**EXERCISE DETAILS**. Check each line of the entries below for the string "contains" and state how many lines have it, with no other text.

━━ DATA FOR PROCESSING ━━

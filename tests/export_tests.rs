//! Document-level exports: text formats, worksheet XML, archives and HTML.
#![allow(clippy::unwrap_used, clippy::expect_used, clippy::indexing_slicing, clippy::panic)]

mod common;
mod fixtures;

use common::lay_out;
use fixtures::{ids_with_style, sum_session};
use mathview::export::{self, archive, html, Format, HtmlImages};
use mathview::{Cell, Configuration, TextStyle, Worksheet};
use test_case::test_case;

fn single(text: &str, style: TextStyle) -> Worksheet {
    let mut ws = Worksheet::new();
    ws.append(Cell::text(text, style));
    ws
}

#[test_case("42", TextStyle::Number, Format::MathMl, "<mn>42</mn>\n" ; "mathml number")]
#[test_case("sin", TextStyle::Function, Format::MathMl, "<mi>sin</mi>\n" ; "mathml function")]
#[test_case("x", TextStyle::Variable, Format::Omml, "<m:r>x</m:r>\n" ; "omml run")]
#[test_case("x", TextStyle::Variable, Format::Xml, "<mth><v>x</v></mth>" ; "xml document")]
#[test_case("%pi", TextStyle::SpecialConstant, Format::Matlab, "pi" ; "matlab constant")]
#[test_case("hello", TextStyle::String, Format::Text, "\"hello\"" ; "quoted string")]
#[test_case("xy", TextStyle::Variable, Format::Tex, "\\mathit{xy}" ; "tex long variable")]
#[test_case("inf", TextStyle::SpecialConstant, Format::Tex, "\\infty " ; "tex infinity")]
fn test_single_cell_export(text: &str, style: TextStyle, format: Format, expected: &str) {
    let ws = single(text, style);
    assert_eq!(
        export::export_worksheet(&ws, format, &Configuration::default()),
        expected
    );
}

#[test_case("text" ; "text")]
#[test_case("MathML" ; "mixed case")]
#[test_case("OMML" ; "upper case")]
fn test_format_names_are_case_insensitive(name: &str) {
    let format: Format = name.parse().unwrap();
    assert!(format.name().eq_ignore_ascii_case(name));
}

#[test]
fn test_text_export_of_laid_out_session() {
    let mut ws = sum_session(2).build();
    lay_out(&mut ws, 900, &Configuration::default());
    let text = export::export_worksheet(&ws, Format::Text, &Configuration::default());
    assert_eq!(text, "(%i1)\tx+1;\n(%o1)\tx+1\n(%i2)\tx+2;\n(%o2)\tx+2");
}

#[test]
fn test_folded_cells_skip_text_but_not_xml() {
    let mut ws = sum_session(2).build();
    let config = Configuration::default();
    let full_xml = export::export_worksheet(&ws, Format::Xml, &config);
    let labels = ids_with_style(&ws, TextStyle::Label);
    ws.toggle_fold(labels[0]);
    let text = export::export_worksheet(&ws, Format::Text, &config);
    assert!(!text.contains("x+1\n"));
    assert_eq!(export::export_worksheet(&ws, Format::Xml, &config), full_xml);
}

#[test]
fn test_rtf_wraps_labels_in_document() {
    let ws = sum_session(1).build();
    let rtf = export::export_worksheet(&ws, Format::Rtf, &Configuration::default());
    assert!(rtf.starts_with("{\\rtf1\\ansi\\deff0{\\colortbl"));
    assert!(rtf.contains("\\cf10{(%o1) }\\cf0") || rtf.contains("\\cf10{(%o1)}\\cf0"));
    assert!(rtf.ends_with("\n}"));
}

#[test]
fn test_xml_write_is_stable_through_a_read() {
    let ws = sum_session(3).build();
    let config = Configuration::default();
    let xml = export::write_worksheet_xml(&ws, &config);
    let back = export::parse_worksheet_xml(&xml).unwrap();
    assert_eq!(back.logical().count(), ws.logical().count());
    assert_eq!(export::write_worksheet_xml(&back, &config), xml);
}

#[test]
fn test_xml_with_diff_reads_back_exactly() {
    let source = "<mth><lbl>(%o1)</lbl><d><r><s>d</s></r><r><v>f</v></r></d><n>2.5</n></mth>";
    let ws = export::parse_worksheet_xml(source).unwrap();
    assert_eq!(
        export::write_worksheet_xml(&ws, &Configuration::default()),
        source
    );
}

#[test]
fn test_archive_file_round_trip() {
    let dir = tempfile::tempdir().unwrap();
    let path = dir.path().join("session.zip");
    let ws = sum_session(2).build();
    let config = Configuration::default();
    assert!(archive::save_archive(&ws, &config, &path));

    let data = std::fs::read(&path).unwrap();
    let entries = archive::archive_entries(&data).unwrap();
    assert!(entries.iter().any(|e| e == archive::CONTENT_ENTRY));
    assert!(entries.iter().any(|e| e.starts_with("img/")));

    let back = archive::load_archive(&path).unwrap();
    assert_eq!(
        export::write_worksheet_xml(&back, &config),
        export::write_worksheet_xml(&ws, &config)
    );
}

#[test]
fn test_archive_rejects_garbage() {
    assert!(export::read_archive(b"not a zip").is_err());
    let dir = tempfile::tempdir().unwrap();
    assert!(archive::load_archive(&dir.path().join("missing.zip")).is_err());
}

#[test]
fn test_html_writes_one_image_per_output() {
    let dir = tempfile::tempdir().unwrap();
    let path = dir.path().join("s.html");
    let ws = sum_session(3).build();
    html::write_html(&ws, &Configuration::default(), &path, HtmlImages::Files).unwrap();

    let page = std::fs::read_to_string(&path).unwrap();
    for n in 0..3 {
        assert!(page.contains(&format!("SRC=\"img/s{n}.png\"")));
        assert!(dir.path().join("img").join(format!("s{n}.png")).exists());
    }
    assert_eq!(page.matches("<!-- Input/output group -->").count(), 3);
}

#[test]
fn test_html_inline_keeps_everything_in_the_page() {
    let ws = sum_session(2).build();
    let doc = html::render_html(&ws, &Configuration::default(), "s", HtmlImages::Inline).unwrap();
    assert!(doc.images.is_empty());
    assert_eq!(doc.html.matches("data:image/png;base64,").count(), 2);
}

━━━

**RESPONSE AREA**. 3